In vielen Medien ist von einem Sturmtief oder Unwettertief die Rede, das in Libyen und zuvor in Teilen Griechenlands eine unvorstellbare Katastrophe ausgelöst haben soll mit Tausenden Toten. Was ist wirklich vor Ort passiert, was hat die Katastrophe hervorgerufen? Es war nicht nur einfach ein Tief, sondern ein ausgewachsener Tropensturm, der sich über dem sehr warmen Mittelmeerwasser gebildet hatte und auf die Küste Libyens traf. Er bekam den Namen DANIEL, der alle typischen Merkmale eines Tropensturms aufwies. Dazu passen auch die gewaltigen Regenmengen – gebietsweise kam an einem einzigen Tag mehr zusammen als sonst im ganzen Jahr.



 

Höhenkalte Luft über dem warmen Mittelmeerwasser löst in nahezu jedem Herbst starke Unwetter aus. Das Wasser war in diesem Jahr besonders warm und die Unwetter im Bereich eines Tief bei Griechenland waren daher extrem. So fielen im griechischen Portaria allein am 05. September 761,9 Liter auf den Quadratmeter, in Zagora waren es 759,6 Liter an einem einzigen Tag. Innerhalb von vier Tagen kamen in Zagora weit über 1.000 Liter pro Quadratmeter zusammen.

Vorhersagekarten vom 04.09.2023, Quelle: Tropical Tidbits

Bereits am 04. September zeigten die Bereichnungen einiger Wettermodelle die Entwicklung eines kleinräumigen Tief an, das auf dem offenen Meer zwischen Italien, Griecheland und der nordafrikanischen Küste zu einem kleinen Tropensturm werden sollte.

Das Satellitenbild am folgenden Tag lässt sehr gut die Spiralstruktur des großräumigen Tief erkennen, in Zentrumsnähe des Tiefs formieren sich hoch reichende Wolken, die sich schon mehr auf den Bereich um das Zentrum selbst konzentrieren.
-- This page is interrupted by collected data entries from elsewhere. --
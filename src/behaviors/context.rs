//! # Behavior context: the participant's handle to its session.
//!
//! Every behavior receives exactly one [`Context`]. It carries:
//! - the participant's name and cancellation token,
//! - the subscription declarations (accepted only before [`Context::ready`]),
//! - the [`Inbox`] (messages routed to this participant),
//! - the [`Outbox`] (messages this participant publishes).
//!
//! ## Startup protocol
//! ```text
//! subscribe::<A>()          ─┐
//! subscribe_capability::<C>()├─ collected locally
//! subscribe_any()           ─┘
//! ready().await             ──► orchestrator merges subscriptions, acks
//!                               (publishing stays held until every
//!                                participant is ready or has returned)
//! ```
//!
//! ## Rules
//! - Subscribing after `ready` is a programming error and panics.
//! - `ready` is idempotent and never fails; on cancellation it returns early.
//! - `send`/`recv` return [`BehaviorError::Canceled`] once the session is
//!   cancelled or torn down.

use std::any::Any;
use std::collections::HashSet;
use std::mem;
use std::sync::Arc;

use tokio::sync::{mpsc, oneshot, watch};
use tokio_util::sync::CancellationToken;
use tracing::trace;

use crate::core::{ParticipantId, ReadySignal};
use crate::error::BehaviorError;
use crate::messages::{Message, Payload, TypeKey};

/// Receiving side of a participant: messages routed to it, in arrival order.
#[derive(Debug)]
pub struct Inbox {
    rx: mpsc::Receiver<Message>,
}

impl Inbox {
    pub(crate) fn new(rx: mpsc::Receiver<Message>) -> Self {
        Self { rx }
    }

    /// Waits for the next message.
    ///
    /// Returns `None` once the session has closed this inbox (the participant
    /// was evicted or the session is tearing down).
    pub async fn recv(&mut self) -> Option<Message> {
        self.rx.recv().await
    }

    /// Returns a message if one is already waiting.
    pub fn try_recv(&mut self) -> Option<Message> {
        self.rx.try_recv().ok()
    }
}

/// Publishing side of a participant. Cheap to clone.
///
/// Sends block until the session barrier opens, i.e. until every participant
/// has either signalled ready or returned. After that the sender's pump
/// accepts everything without waiting on recipients.
///
/// The barrier may never open (startup can end on an error, a cancel or the
/// deadline), so every wait also races the participant's token.
#[derive(Clone, Debug)]
pub struct Outbox {
    tx: mpsc::Sender<Payload>,
    barrier: watch::Receiver<bool>,
    token: CancellationToken,
}

impl Outbox {
    pub(crate) fn new(
        tx: mpsc::Sender<Payload>,
        barrier: watch::Receiver<bool>,
        token: CancellationToken,
    ) -> Self {
        Self { tx, barrier, token }
    }

    /// Publishes `value` to every subscriber of its type (and of any capability
    /// it was declared to implement), except this participant.
    ///
    /// Returns [`BehaviorError::Canceled`] if the session ends before the
    /// message is accepted.
    pub async fn send<T: Any + Send + Sync>(&self, value: T) -> Result<(), BehaviorError> {
        let mut barrier = self.barrier.clone();
        let accepted = async {
            barrier.wait_for(|open| *open).await.map_err(|_| ())?;
            self.tx.send(Payload::new(value)).await.map_err(|_| ())
        };

        tokio::select! {
            biased;
            _ = self.token.cancelled() => Err(BehaviorError::Canceled),
            res = accepted => res.map_err(|_| BehaviorError::Canceled),
        }
    }
}

/// A participant's handle to its session.
pub struct Context {
    id: ParticipantId,
    name: Arc<str>,
    token: CancellationToken,
    subscriptions: HashSet<TypeKey>,
    ready: Option<mpsc::Sender<ReadySignal>>,
    inbox: Inbox,
    outbox: Outbox,
}

impl Context {
    pub(crate) fn new(
        id: ParticipantId,
        name: Arc<str>,
        token: CancellationToken,
        ready: mpsc::Sender<ReadySignal>,
        inbox: Inbox,
        outbox: Outbox,
    ) -> Self {
        Self {
            id,
            name,
            token,
            subscriptions: HashSet::new(),
            ready: Some(ready),
            inbox,
            outbox,
        }
    }

    /// Name of the behavior this context belongs to.
    pub fn name(&self) -> &str {
        &self.name
    }

    /// Session cancellation token (a child; cancelling it does not affect others).
    pub fn token(&self) -> &CancellationToken {
        &self.token
    }

    /// True once the session has been cancelled.
    pub fn is_cancelled(&self) -> bool {
        self.token.is_cancelled()
    }

    /// Resolves once the session is cancelled.
    pub async fn cancelled(&self) {
        self.token.cancelled().await
    }

    /// Subscribes to messages whose concrete type is `T`.
    ///
    /// # Panics
    /// If called after [`Context::ready`].
    pub fn subscribe<T: Any + Send + Sync>(&mut self) -> &mut Self {
        self.declare(TypeKey::of::<T>())
    }

    /// Subscribes to messages whose concrete type was declared to implement `C`
    /// (see [`BusBuilder::implements`](crate::BusBuilder::implements)).
    ///
    /// # Panics
    /// If called after [`Context::ready`].
    pub fn subscribe_capability<C: ?Sized + 'static>(&mut self) -> &mut Self {
        self.declare(TypeKey::capability::<C>())
    }

    /// Subscribes to every message.
    ///
    /// # Panics
    /// If called after [`Context::ready`].
    pub fn subscribe_any(&mut self) -> &mut Self {
        self.declare(TypeKey::any())
    }

    /// Hands the subscriptions to the session and waits until they are in effect.
    ///
    /// Idempotent: later calls return immediately. Returns early, without
    /// error, if the session is cancelled meanwhile.
    pub async fn ready(&mut self) {
        let Some(ready) = self.ready.take() else {
            return;
        };

        let (ack, acked) = oneshot::channel();
        let signal = ReadySignal {
            id: self.id,
            subscriptions: mem::take(&mut self.subscriptions),
            ack,
        };

        tokio::select! {
            biased;
            _ = self.token.cancelled() => {}
            _ = async {
                if ready.send(signal).await.is_ok() {
                    let _ = acked.await;
                }
            } => {
                trace!(participant = %self.name, "ready acknowledged");
            }
        }
    }

    /// True once [`Context::ready`] has been called.
    pub fn is_ready(&self) -> bool {
        self.ready.is_none()
    }

    /// Messages routed to this participant.
    pub fn inbox(&mut self) -> &mut Inbox {
        &mut self.inbox
    }

    /// A handle for publishing, e.g. from a helper task.
    pub fn outbox(&self) -> Outbox {
        self.outbox.clone()
    }

    /// Publishes `value`, racing cancellation of the session.
    pub async fn send<T: Any + Send + Sync>(&self, value: T) -> Result<(), BehaviorError> {
        tokio::select! {
            biased;
            _ = self.token.cancelled() => Err(BehaviorError::Canceled),
            res = self.outbox.send(value) => res,
        }
    }

    /// Receives the next message, or [`BehaviorError::Canceled`] if the session
    /// is cancelled or the inbox has been closed.
    pub async fn recv(&mut self) -> Result<Message, BehaviorError> {
        tokio::select! {
            biased;
            _ = self.token.cancelled() => Err(BehaviorError::Canceled),
            msg = self.inbox.recv() => msg.ok_or(BehaviorError::Canceled),
        }
    }

    fn declare(&mut self, key: TypeKey) -> &mut Self {
        assert!(
            self.ready.is_some(),
            "taskbus: {}: subscribe must not be called after ready()",
            self.name
        );
        trace!(participant = %self.name, subscription = %key, "subscribed");
        self.subscriptions.insert(key);
        self
    }
}

impl std::fmt::Debug for Context {
    fn fmt(&self, f: &mut std::fmt::Formatter<'_>) -> std::fmt::Result {
        f.debug_struct("Context")
            .field("name", &self.name)
            .field("ready", &self.is_ready())
            .field("subscriptions", &self.subscriptions.len())
            .finish()
    }
}

#[cfg(test)]
mod tests {
    use super::*;

    struct Rig {
        ctx: Context,
        ready: mpsc::Receiver<ReadySignal>,
        barrier: watch::Sender<bool>,
        inbox: mpsc::Sender<Message>,
        outbox: mpsc::Receiver<Payload>,
    }

    fn rig() -> Rig {
        let (ready_tx, ready) = mpsc::channel(1);
        let (barrier, barrier_rx) = watch::channel(false);
        let (inbox, inbox_rx) = mpsc::channel(1);
        let (outbox_tx, outbox) = mpsc::channel(1);
        let token = CancellationToken::new();
        let ctx = Context::new(
            ParticipantId(1),
            Arc::from("ctx-test"),
            token.clone(),
            ready_tx,
            Inbox::new(inbox_rx),
            Outbox::new(outbox_tx, barrier_rx, token),
        );
        Rig {
            ctx,
            ready,
            barrier,
            inbox,
            outbox,
        }
    }

    #[tokio::test]
    async fn ready_hands_over_subscriptions_once() {
        let mut rig = rig();
        rig.ctx.subscribe::<String>().subscribe_any();

        let mut ready = rig.ready;
        let orchestrator = tokio::spawn(async move {
            let signal = ready.recv().await.expect("ready signal");
            assert_eq!(signal.id, ParticipantId(1));
            assert_eq!(signal.subscriptions.len(), 2);
            assert!(signal.subscriptions.contains(&TypeKey::any()));
            signal.ack.send(()).expect("ack");
            ready
        });

        rig.ctx.ready().await;
        assert!(rig.ctx.is_ready());

        // Second call is a no-op; the orchestrator sees nothing more.
        rig.ctx.ready().await;
        let mut ready = orchestrator.await.expect("orchestrator");
        assert!(ready.try_recv().is_err());
    }

    #[tokio::test]
    #[should_panic(expected = "subscribe must not be called after ready()")]
    async fn subscribe_after_ready_panics() {
        let mut rig = rig();
        rig.ctx.token.cancel();
        rig.ctx.ready().await;
        rig.ctx.subscribe::<u8>();
    }

    #[tokio::test]
    async fn send_waits_for_barrier() {
        let mut rig = rig();
        let outbox = rig.ctx.outbox();

        let send = tokio::spawn(async move { outbox.send(7_u32).await });
        tokio::task::yield_now().await;
        assert!(rig.outbox.try_recv().is_err());

        rig.barrier.send_replace(true);
        send.await.expect("join").expect("sent");
        let payload = rig.outbox.recv().await.expect("payload");
        assert_eq!(payload.key, TypeKey::of::<u32>());
    }

    #[tokio::test]
    async fn outbox_send_gives_up_on_cancel_while_barrier_closed() {
        let rig = rig();
        let outbox = rig.ctx.outbox();

        let send = tokio::spawn(async move { outbox.send(7_u32).await });
        tokio::task::yield_now().await;
        assert!(!send.is_finished());

        rig.ctx.token.cancel();
        assert_eq!(send.await.expect("join"), Err(BehaviorError::Canceled));
        assert!(!*rig.barrier.borrow());
    }

    #[tokio::test]
    async fn recv_reports_cancellation_and_closed_inbox() {
        let mut closed = rig();
        drop(closed.inbox);
        assert_eq!(closed.ctx.recv().await.unwrap_err(), BehaviorError::Canceled);

        let mut cancelled = rig();
        cancelled.ctx.token.cancel();
        assert_eq!(cancelled.ctx.recv().await.unwrap_err(), BehaviorError::Canceled);
        assert_eq!(cancelled.ctx.send(1_u8).await, Err(BehaviorError::Canceled));
    }
}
Eine Analyse des Windfeldes zeigt den inzwischen zu einem Tropensturm herangewachsenen Wirbel direkt vor der libyschen Küste, die er einige Stunden später auch erreichen sollte – also ähnlich wie bereits einige Tage zuvor von den Wettermodellen berechnet.

 

 

Mit Verstärkung der Konvektion (Schauer und Gewitter) direkt um das Zentrum nahm der Sturm immer mehr die typische Form eines sich verstärkenden Tropensturms an. Damit passte alles zusammen: Konzentration des Windfeldes und der hochreichenden Schauer/Gewitter um das Zentrum, das zudem mit Warmluft aufgefüllt war, also einen warmen Kern aufwies. Damit wies der Sturm rein tropische Eigenschaften auf. Bildet sich ein solcher Tropensturm oder Hurrikan im Mittelmeerraum, wird er auch als Medicane bezeichnet – eine Kombination der Begriffe „Mediterranean“ und „hurricane“.
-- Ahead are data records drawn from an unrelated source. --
//! # Messages as seen by behaviors.
//!
//! A [`Message`] is what arrives in a participant's inbox: an erased payload
//! together with its concrete [`TypeKey`], the sequence number stamped by the
//! sender's pump, and the sender's name.
//!
//! Recipients get the payload back either by concrete type
//! ([`Message::downcast_ref`]) or through a declared capability
//! ([`Message::view`]).
//!
//! ## Example
//! ```rust
//! # async fn demo(mut ctx: taskbus::Context) -> Result<(), taskbus::BehaviorError> {
//! let msg = ctx.recv().await?;
//! if let Some(text) = msg.downcast_ref::<String>() {
//!     println!("#{} from {}: {text}", msg.sequence(), msg.sender());
//! }
//! # Ok(())
//! # }
//! ```

use std::any::Any;
use std::fmt;
use std::sync::Arc;

use super::capability::{CapabilitiesRef, Value};
use super::key::TypeKey;

/// A payload accepted from an outbox, before the pump stamps it.
///
/// The concrete key is captured here, at the last point where the static type
/// is still known.
pub(crate) struct Payload {
    pub(crate) key: TypeKey,
    pub(crate) value: Arc<Value>,
}

impl Payload {
    pub(crate) fn new<T: Any + Send + Sync>(value: T) -> Self {
        Self {
            key: TypeKey::of::<T>(),
            value: Arc::new(value),
        }
    }
}

/// A delivered message. Cheap to clone: the payload is shared.
#[derive(Clone)]
pub struct Message {
    key: TypeKey,
    sequence: u64,
    sender: Arc<str>,
    value: Arc<Value>,
    capabilities: CapabilitiesRef,
}

impl Message {
    pub(crate) fn new(
        key: TypeKey,
        sequence: u64,
        sender: Arc<str>,
        value: Arc<Value>,
        capabilities: CapabilitiesRef,
    ) -> Self {
        Self {
            key,
            sequence,
            sender,
            value,
            capabilities,
        }
    }

    /// Concrete type of the payload.
    pub fn type_key(&self) -> TypeKey {
        self.key
    }

    /// Session-unique, monotonically increasing publish sequence number.
    pub fn sequence(&self) -> u64 {
        self.sequence
    }

    /// Name of the behavior that published this message.
    pub fn sender(&self) -> &str {
        &self.sender
    }

    /// True if the payload's concrete type is `T`.
    pub fn is<T: Any>(&self) -> bool {
        self.value.is::<T>()
    }

    /// Borrows the payload as its concrete type.
    pub fn downcast_ref<T: Any>(&self) -> Option<&T> {
        self.value.downcast_ref::<T>()
    }

    /// Borrows the payload through a capability declared with
    /// [`BusBuilder::implements`](crate::BusBuilder::implements).
    ///
    /// Returns `None` if the payload's concrete type did not declare `C`.
    pub fn view<C: ?Sized + 'static>(&self) -> Option<&C> {
        self.capabilities.view::<C>(self.key, self.value.as_ref())
    }

    /// Borrows the erased payload.
    pub fn as_any(&self) -> &(dyn Any + Send + Sync) {
        self.value.as_ref()
    }
}

impl fmt::Debug for Message {
    fn fmt(&self, f: &mut fmt::Formatter<'_>) -> fmt::Result {
        f.debug_struct("Message")
            .field("type", &self.key.name())
            .field("sequence", &self.sequence)
            .field("sender", &self.sender)
            .finish()
    }
}

#[cfg(test)]
mod tests {
    use super::*;
    use crate::messages::capability::Capabilities;

    trait Loud {
        fn shout(&self) -> String;
    }

    struct Word(&'static str);
    impl Loud for Word {
        fn shout(&self) -> String {
            self.0.to_uppercase()
        }
    }

    fn message<T: Any + Send + Sync>(value: T, caps: Capabilities) -> Message {
        let payload = Payload::new(value);
        Message::new(payload.key, 7, Arc::from("sender"), payload.value, Arc::new(caps))
    }

    #[test]
    fn downcast_by_concrete_type() {
        let msg = message(String::from("hi"), Capabilities::new());
        assert!(msg.is::<String>());
        assert_eq!(msg.downcast_ref::<String>().map(String::as_str), Some("hi"));
        assert!(msg.downcast_ref::<&str>().is_none());
        assert_eq!(msg.type_key(), TypeKey::of::<String>());
        assert_eq!(msg.sequence(), 7);
        assert_eq!(msg.sender(), "sender");
    }

    #[test]
    fn view_through_declared_capability() {
        let mut caps = Capabilities::new();
        caps.insert::<Word, dyn Loud>(|w| w);

        let msg = message(Word("hey"), caps);
        assert_eq!(msg.view::<dyn Loud>().map(|l| l.shout()), Some("HEY".into()));

        let plain = message(42_u8, Capabilities::new());
        assert!(plain.view::<dyn Loud>().is_none());
    }

    #[test]
    fn unit_payload_is_a_real_message() {
        let msg = message((), Capabilities::new());
        assert!(msg.is::<()>());
    }
}
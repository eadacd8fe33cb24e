//! # Bus configuration.
//!
//! Provides [`BusConfig`], the settings applied to every session a
//! [`Bus`](crate::Bus) runs.
//!
//! ## Sentinel values
//! - `timeout = 0s` → no session deadline (see [`BusConfig::deadline`])
//!
//! Buffering is a fixed policy of the runtime (unbounded per-sender queues,
//! single-slot inboxes) and is deliberately not configurable.

use std::time::Duration;

/// Configuration for message bus sessions.
///
/// ## Field semantics
/// - `timeout`: overall deadline for one [`Bus::run`](crate::Bus::run) call
///   (`0s` = none). When it expires every participant is cancelled and the run
///   ends with [`BusError::DeadlineExceeded`](crate::BusError::DeadlineExceeded).
///
/// ## Notes
/// Fields are public. Prefer the accessors to avoid sprinkling sentinel checks.
#[derive(Clone, Debug, Default, PartialEq, Eq)]
pub struct BusConfig {
    /// Session deadline.
    ///
    /// - `Duration::ZERO` = run until the participants finish or the caller cancels
    /// - `> 0` = the session is cancelled once this much time has elapsed
    pub timeout: Duration,
}

impl BusConfig {
    /// Returns a configuration with the given session deadline.
    pub fn with_timeout(timeout: Duration) -> Self {
        Self { timeout }
    }

    /// Returns the session deadline as an `Option`.
    ///
    /// - `None` → no deadline
    /// - `Some(d)` → sessions are cancelled after `d`
    #[inline]
    pub fn deadline(&self) -> Option<Duration> {
        if self.timeout == Duration::ZERO {
            None
        } else {
            Some(self.timeout)
        }
    }
}
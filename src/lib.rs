//! # Crucible
//!
//! Crucible reproduces a multi-repository Lean 4 build graph on a developer
//! workstation. It checks out a fixed set of interdependent repositories at
//! pinned commits, rewrites their lakefiles so they depend on each other
//! through relative paths instead of remote revisions, and cleans the
//! workspace up again afterwards.
//!
//! ## Quick Example
//!
//! ```
//! use crucible::lakefile::{toml, LocalCheckouts};
//!
//! let lakefile = r#"
//! name = "aesop"
//!
//! [[require]]
//! name = "batteries"
//! git = "https://github.com/leanprover-community/batteries"
//! rev = "main"
//! "#;
//!
//! let local = LocalCheckouts::new(["batteries".to_string()]);
//! let rewritten = toml::rewrite(lakefile, &local, "../").unwrap().unwrap();
//! assert!(rewritten.contains("path = \"../batteries\""));
//! assert!(!rewritten.contains("git ="));
//! ```
//!
//! ## Core Concepts
//!
//! - **Registry (`registry`)**: the compiled-in allow-list of repositories.
//!   Every repository name the tool acts on must be registered.
//! - **Checkout (`checkout`, `repository`, `git`)**: resolves which commit of
//!   each repository to use, from a file, a stream or the remotes' default
//!   branches, and materializes the trees into `<workspace>/<name>/`.
//! - **Lakefile rewriting (`lakefile`)**: points dependencies between local
//!   checkouts at each other and synthesizes a root lakefile requiring all
//!   of them.
//! - **Cleaning (`clean`)**: removes exactly what crucible created.
//!
//! All state between invocations lives in the workspace directory: the
//! `checkout.yaml` manifest and the checkout directories themselves.

pub mod checkout;
pub mod clean;
pub mod defaults;
pub mod error;
pub mod git;
pub mod lakefile;
pub mod output;
pub mod registry;
pub mod repository;
pub mod selftest;

#[cfg(test)]
mod lakefile_proptest;
//! # CLI Command Implementations
//!
//! Each subcommand of the `crucible` command-line tool lives in its own
//! file with:
//! - An `Args` struct that defines the command-specific arguments and options,
//!   derived using `clap`.
//! - An `execute` function that takes the parsed `Args` plus the shared
//!   [`Context`] and performs the command's logic by calling into the
//!   `crucible` library.
//!
//! Commands that process several entries print a per-entry summary and then
//! fail with a non-zero exit if any entry failed.

use std::path::PathBuf;

use crucible::output::OutputConfig;

pub mod checkout;
pub mod clean;
pub mod lakefile;

/// Settings from the global flags, shared by every command.
#[derive(Debug)]
pub struct Context {
    pub workspace: PathBuf,
    pub git_base_url: String,
    pub output: OutputConfig,
}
Trifft ein Sturm oder Hurrikan auf Land, muss nicht nur mit Schäden durch den Wind, sondern besonders auch durch Überschwemmungen gerechnet werden, so auch in Libyen. In der Stadt Bayda wurden am 10. September innerhalb von nur 24 Stunden 414,1 Liter pro Quadratmeter gemessen. Im langjährigen Mittel sind es hier 540 Liter im gesamten Jahr. In Derna fiel nach gemessenen 73,0 Litern die Wetterstation aus. Nach dem Bruch von zwei Staudämmen wurden Teile der Stadt förmlich weggerissen und nach Medienmeldungen gab es Tausende Tote und schwerste Zerstörungen.
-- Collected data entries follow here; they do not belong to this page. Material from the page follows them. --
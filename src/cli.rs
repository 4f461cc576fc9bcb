//! CLI argument parsing and command dispatch

use std::path::PathBuf;

use anyhow::Result;
use clap::{Parser, Subcommand};

use crucible::defaults::{self, DEFAULT_GIT_BASE_URL, GIT_BASE_URL_ENV, WORKSPACE_ENV};
use crucible::output::{ColorChoice, OutputConfig};

use crate::commands::{self, Context};

/// Crucible - Check out and wire up a multi-repository Lean 4 workspace
#[derive(Parser, Debug)]
#[command(name = "crucible")]
#[command(version, about, long_about = None)]
pub struct Cli {
    /// Subcommand to execute
    #[command(subcommand)]
    command: Commands,

    /// Workspace root holding the checkouts (defaults to the current directory)
    #[arg(long, global = true, value_name = "DIR", env = WORKSPACE_ENV)]
    workspace: Option<PathBuf>,

    /// Base URL repositories are fetched from, as <BASE>/<org>/<repo>
    #[arg(
        long,
        global = true,
        value_name = "URL",
        env = GIT_BASE_URL_ENV,
        default_value = DEFAULT_GIT_BASE_URL
    )]
    git_base_url: String,

    /// Colorize output
    #[arg(
        long,
        global = true,
        value_name = "WHEN",
        value_enum,
        default_value_t = ColorChoice::Auto
    )]
    color: ColorChoice,

    /// Set log level (error, warn, info, debug, trace)
    #[arg(long, global = true, value_name = "LEVEL", default_value = "warn")]
    log_level: String,
}

#[derive(Subcommand, Debug)]
enum Commands {
    /// Check out every repository at its pinned or default-branch commit
    Checkout(commands::checkout::CheckoutArgs),

    /// Remove checkouts, checkout.yaml and generated root files
    Clean(commands::clean::CleanArgs),

    /// Point lakefiles at local checkouts and write the root lakefile
    Lakefile(commands::lakefile::LakefileArgs),

    /// Run the built-in offline self-test scenarios
    SelfTest(commands::self_test::SelfTestArgs),
}

impl Cli {
    /// Execute the CLI command
    pub fn execute(self) -> Result<()> {
        init_logging(&self.log_level);

        let ctx = Context {
            workspace: self
                .workspace
                .unwrap_or_else(defaults::default_workspace_root),
            git_base_url: self.git_base_url,
            output: OutputConfig::new(self.color),
        };

        match self.command {
            Commands::Checkout(args) => commands::checkout::execute(args, &ctx),
            Commands::Clean(args) => commands::clean::execute(args, &ctx),
            Commands::Lakefile(args) => commands::lakefile::execute(args, &ctx),
            Commands::SelfTest(args) => commands::self_test::execute(args, &ctx),
        }
    }
}

/// `RUST_LOG` wins over `--log-level` when set.
fn init_logging(level: &str) {
    let env = env_logger::Env::default().default_filter_or(level);
    // Only fails if a logger is already installed.
    let _ = env_logger::Builder::from_env(env)
        .format_timestamp(None)
        .try_init();
}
Es gab zwar Warnungen vor diesem Sturm, aber in dem durch Krieg gebeutelten Staat ließen sich diese nur schwer weitergeben. Dazu kommt, dass kein Wetterdienst offziell für Tropenstürme im Mittelmeerraum zuständig ist – anders als zum Beispiel das National Hurricane Center in Miami für den Nordatlantik.